Chinese officials are fuming about a Canadian-led condemnation of hostage diplomacy, an initiative that highlights widespread distaste for a human rights abuse favored in Beijing.
“The Chinese side expresses its strong dissatisfaction and firm opposition over this, and has lodged stern representations with the Canadian side,” a Chinese Embassy spokesman in Canada protested. “The Canadian side’s attempt to pressure China by using ‘Megaphone Diplomacy’ or ganging up is totally futile and will only head towards a dead end.”
Dozens of countries joined Canada in denouncing the use of “arbitrary arrest, detention, or sentencing to exercise leverage over foreign governments.” The roster of signatories spanned North America and Europe, with additional support coming from Latin America and Africa.
The absence of China and Russia from the list reflects another fissure between global heavyweights embroiled in a series of economic and human rights disputes.
“It’s time to send a clear message to every government that arbitrarily detains foreign nationals and tries to use them as leverage: This will not be tolerated by the international community,” Secretary of State Antony Blinken said Monday. “The fact that so many countries are endorsing this declaration is a sign of its strength.”

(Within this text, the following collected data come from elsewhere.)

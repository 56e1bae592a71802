//! Binary operations kernels

use super::StridedCursor;
use crate::dtype::Element;
use crate::ops::BinaryOp;

/// Execute a binary operation with broadcasting support
///
/// Uses strides to handle arbitrary broadcasting patterns. Stride of 0 means
/// the dimension is broadcast (all indices access the same element). The
/// output is written contiguously in row-major order.
///
/// # Safety
/// - All pointers must be valid for the specified shapes, strides and offsets
/// - `out` must hold `out_shape.product()` elements and not overlap `a` or `b`
#[inline]
#[allow(clippy::too_many_arguments)]
pub unsafe fn binary_op_strided_kernel<T: Element>(
    op: BinaryOp,
    a: *const T,
    b: *const T,
    out: *mut T,
    out_shape: &[usize],
    a_strides: &[isize],
    b_strides: &[isize],
    a_offset: isize,
    b_offset: isize,
) {
    let total = out_shape.iter().product::<usize>();
    if total == 0 {
        return;
    }

    let mut cursor = StridedCursor::new(out_shape, [a_strides, b_strides], [a_offset, b_offset]);
    for i in 0..total {
        let [ao, bo] = cursor.offsets();
        *out.add(i) = op.apply(*a.offset(ao), *b.offset(bo));
        cursor.step();
    }
}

The declaration makes no mention of any particular malefactor, and Canadian Foreign Affairs Minister Marc Garneau avoided offering any more specificity. A human rights activist involved in the launch Monday, however, pointed the finger at the Chinese Communist regime on behalf of Michael Kovrig and Michael Spavor, two Canadians arrested by Chinese authorities in apparent retaliation for Canada’s detention of a senior Huawei executive.
“The Chinese government’s detentions of the Canadians Michael Kovrig and Michael Spavor epitomizes this despicable practice,” Human Rights Watch Executive Director Kenneth Roth said during an event.

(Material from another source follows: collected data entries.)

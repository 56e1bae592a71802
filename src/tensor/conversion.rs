//! Dtype and device conversion, plus whole-tensor comparisons

use super::Tensor;
use crate::dtype::DType;
use crate::error::{Error, Result};
use crate::runtime::{self, Device};

impl Tensor {
    /// Convert to `dtype`
    ///
    /// Returns a view of `self` when `copy` is false and the dtype already
    /// matches. Otherwise a new contiguous tensor is allocated on the same
    /// device and every element is cast (floats truncate toward zero when
    /// converted to integers; anything non-zero becomes `true`).
    ///
    /// # Example
    ///
    /// ```
    /// use tensorkit::prelude::*;
    ///
    /// let t = Tensor::from_slice(&[1.9f64, -1.9, 0.0], &[3], &Device::cpu())?;
    /// assert_eq!(t.to(DType::I32, false)?.to_vec::<i32>()?, vec![1, -1, 0]);
    /// assert_eq!(t.to(DType::Bool, false)?.to_vec::<bool>()?, vec![true, true, false]);
    /// # Ok::<(), tensorkit::error::Error>(())
    /// ```
    pub fn to(&self, dtype: DType, copy: bool) -> Result<Tensor> {
        if !copy && dtype == self.dtype() {
            return Ok(self.clone());
        }

        tracing::debug!(
            from = %self.dtype(),
            to = %dtype,
            numel = self.numel(),
            device = %self.device(),
            "cast into new storage"
        );
        let out = Tensor::empty(self.shape(), dtype, self.device())?;
        self.copy_into(&out)?;
        Ok(out)
    }

    /// Move to `device`
    ///
    /// A storage block lives on exactly one device, so a transfer to another
    /// device always copies. On the same device a view of `self` is returned
    /// unless `copy` is set.
    pub fn to_device(&self, device: &Device, copy: bool) -> Result<Tensor> {
        if device == self.device() {
            return if copy { self.copy() } else { Ok(self.clone()) };
        }

        let src = self.contiguous()?;
        let out = Tensor::empty(self.shape(), self.dtype(), device)?;
        let size_bytes = self.numel() * self.dtype().size_in_bytes();
        runtime::memcpy(
            out.storage().ptr(),
            device,
            src.storage().ptr() + src.byte_offset() as u64,
            src.device(),
            size_bytes,
        )?;
        Ok(out)
    }

    /// Tensor on the CPU; no copy when already there
    pub fn cpu(&self) -> Result<Tensor> {
        self.to_device(&Device::cpu(), false)
    }

    /// Tensor on CUDA device `index`; no copy when already there
    pub fn cuda(&self, index: usize) -> Result<Tensor> {
        self.to_device(&Device::cuda(index), false)
    }

    /// Whether every element of `self` equals the matching element of `other`
    ///
    /// Tensors of different shape or dtype are never equal. Both tensors must
    /// live on the same device.
    pub fn all_equal(&self, other: &Tensor) -> Result<bool> {
        if self.shape() != other.shape() || self.dtype() != other.dtype() {
            return Ok(false);
        }
        let eq = self.eq(other)?.cpu()?;
        Ok(eq.to_vec::<bool>()?.into_iter().all(|v| v))
    }

    /// Whether `|self - other| <= atol + rtol * |other|` holds for every element
    ///
    /// Comparison runs in f64. NaN is never close to anything. Tensors of
    /// different shape are not close; dtypes and devices must match.
    ///
    /// # Example
    ///
    /// ```
    /// use tensorkit::prelude::*;
    ///
    /// let a = Tensor::from_slice(&[1.0f32, 2.0], &[2], &Device::cpu())?;
    /// let b = Tensor::from_slice(&[1.0f32, 2.000001], &[2], &Device::cpu())?;
    /// assert!(a.allclose(&b, 1e-5, 1e-8)?);
    /// # Ok::<(), tensorkit::error::Error>(())
    /// ```
    pub fn allclose(&self, other: &Tensor, rtol: f64, atol: f64) -> Result<bool> {
        if self.device() != other.device() {
            return Err(Error::DeviceMismatch {
                lhs: *self.device(),
                rhs: *other.device(),
            });
        }
        if self.dtype() != other.dtype() {
            return Err(Error::DTypeMismatch {
                lhs: self.dtype(),
                rhs: other.dtype(),
            });
        }
        if self.shape() != other.shape() {
            return Ok(false);
        }

        let a = self.cpu()?.to(DType::F64, false)?.to_vec::<f64>()?;
        let b = other.cpu()?.to(DType::F64, false)?.to_vec::<f64>()?;
        Ok(a
            .iter()
            .zip(&b)
            .all(|(&x, &y)| (x - y).abs() <= atol + rtol * y.abs()))
    }
}
//! DType dispatch utilities
//!
//! This module provides the `dispatch_dtype!` macro for runtime type dispatch.
//! Tensors carry their dtype as a runtime value; kernels are generic over
//! [`Element`](crate::dtype::Element). The macro bridges the two.
//!
//! # Usage
//!
//! ```ignore
//! fn my_operation(dtype: DType) -> Result<usize> {
//!     dispatch_dtype!(dtype, T => {
//!         // T is now a concrete type (f32, f64, i32, etc.)
//!         Ok(std::mem::size_of::<T>())
//!     })
//! }
//! ```
//!
//! ## Supported Types
//!
//! - `F64` -> `f64`
//! - `F32` -> `f32`
//! - `I64` -> `i64`
//! - `I32` -> `i32`
//! - `U8` -> `u8`
//! - `Bool` -> `bool`
//!
//! Operations that have no meaning for a dtype (arithmetic on `Bool`) reject
//! it before dispatching.

/// Macro for runtime dtype dispatch to typed operations.
///
/// Executes `$body` with `$T` bound to the Rust type matching `$dtype`.
/// Nest two invocations to dispatch over a (source, destination) pair.
#[macro_export]
#[doc(hidden)]
macro_rules! dispatch_dtype {
    ($dtype:expr, $T:ident => $body:block) => {
        match $dtype {
            $crate::dtype::DType::F64 => {
                type $T = f64;
                $body
            }
            $crate::dtype::DType::F32 => {
                type $T = f32;
                $body
            }
            $crate::dtype::DType::I64 => {
                type $T = i64;
                $body
            }
            $crate::dtype::DType::I32 => {
                type $T = i32;
                $body
            }
            $crate::dtype::DType::U8 => {
                type $T = u8;
                $body
            }
            $crate::dtype::DType::Bool => {
                type $T = bool;
                $body
            }
        }
    };
}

Chinese officials took that rebuke as a message from the Canadian government but countered by condemning Canada’s arrest of a Huawei vice president, Meng Wanzhou. Meng, who faces fraud charges in the United States, has been in Canada since 2019 fighting extradition.

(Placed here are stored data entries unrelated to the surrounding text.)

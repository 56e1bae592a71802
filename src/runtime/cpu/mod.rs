//! CPU runtime implementation
//!
//! The CPU runtime uses standard heap allocation. Its kernels are the
//! reference implementation for every tensor operation.
//!
//! # Non-contiguous Tensors
//!
//! Kernels take element strides and offsets for every operand, so views
//! (slices, transposes, broadcasts with stride 0, negative-step slices) are
//! processed in place without first being made contiguous.

pub(crate) mod kernels;
mod runtime;

pub use runtime::CpuRuntime;
pub(crate) use runtime::{host_alloc, host_free};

“It acts as an accomplice of the U.S., and helps the U.S. to use Meng Wanzhou as a bargaining chip to oppress Chinese enterprises,” the Embassy spokesman said. “This kind of act is no different from a thief shouting to catch a thief. How hypocritical and despicable.”
The U.S. and Canada have an extradition treaty. Meng’s case stems from “the alleged decades-long efforts by Huawei, and several of its subsidiaries … to misappropriate intellectual property, including from six U.S. technology companies,” according to Justice Department officials. The disputes range beyond the case of “the two Michaels,” as they’re known, and the Huawei executive, and so the initiative heartened the families of other detainees.
There are 44 Americans known to be “wrongfully detained abroad,” according to the James W. Foley Legacy Foundation.
“Not surprisingly, the nations that engage in this sort of hostage diplomacy, like the Russian Federation, have not endorsed it,” Paul Whelan, brother of the former Marine seized in December 2018 while traveling in Russia, wrote Tuesday in an email to journalists and supporters.
“It is a low bar to oppose arbitrary arrest, detention, and sentencing,” Whelan added. “This opposition shouldn’t need to be put in writing but we are grateful for Canada’s leadership on the declaration. By highlighting those who oppose arbitrary detention, it places in shadow those nations that are willing to engage in taking hostages as a diplomatic tool.”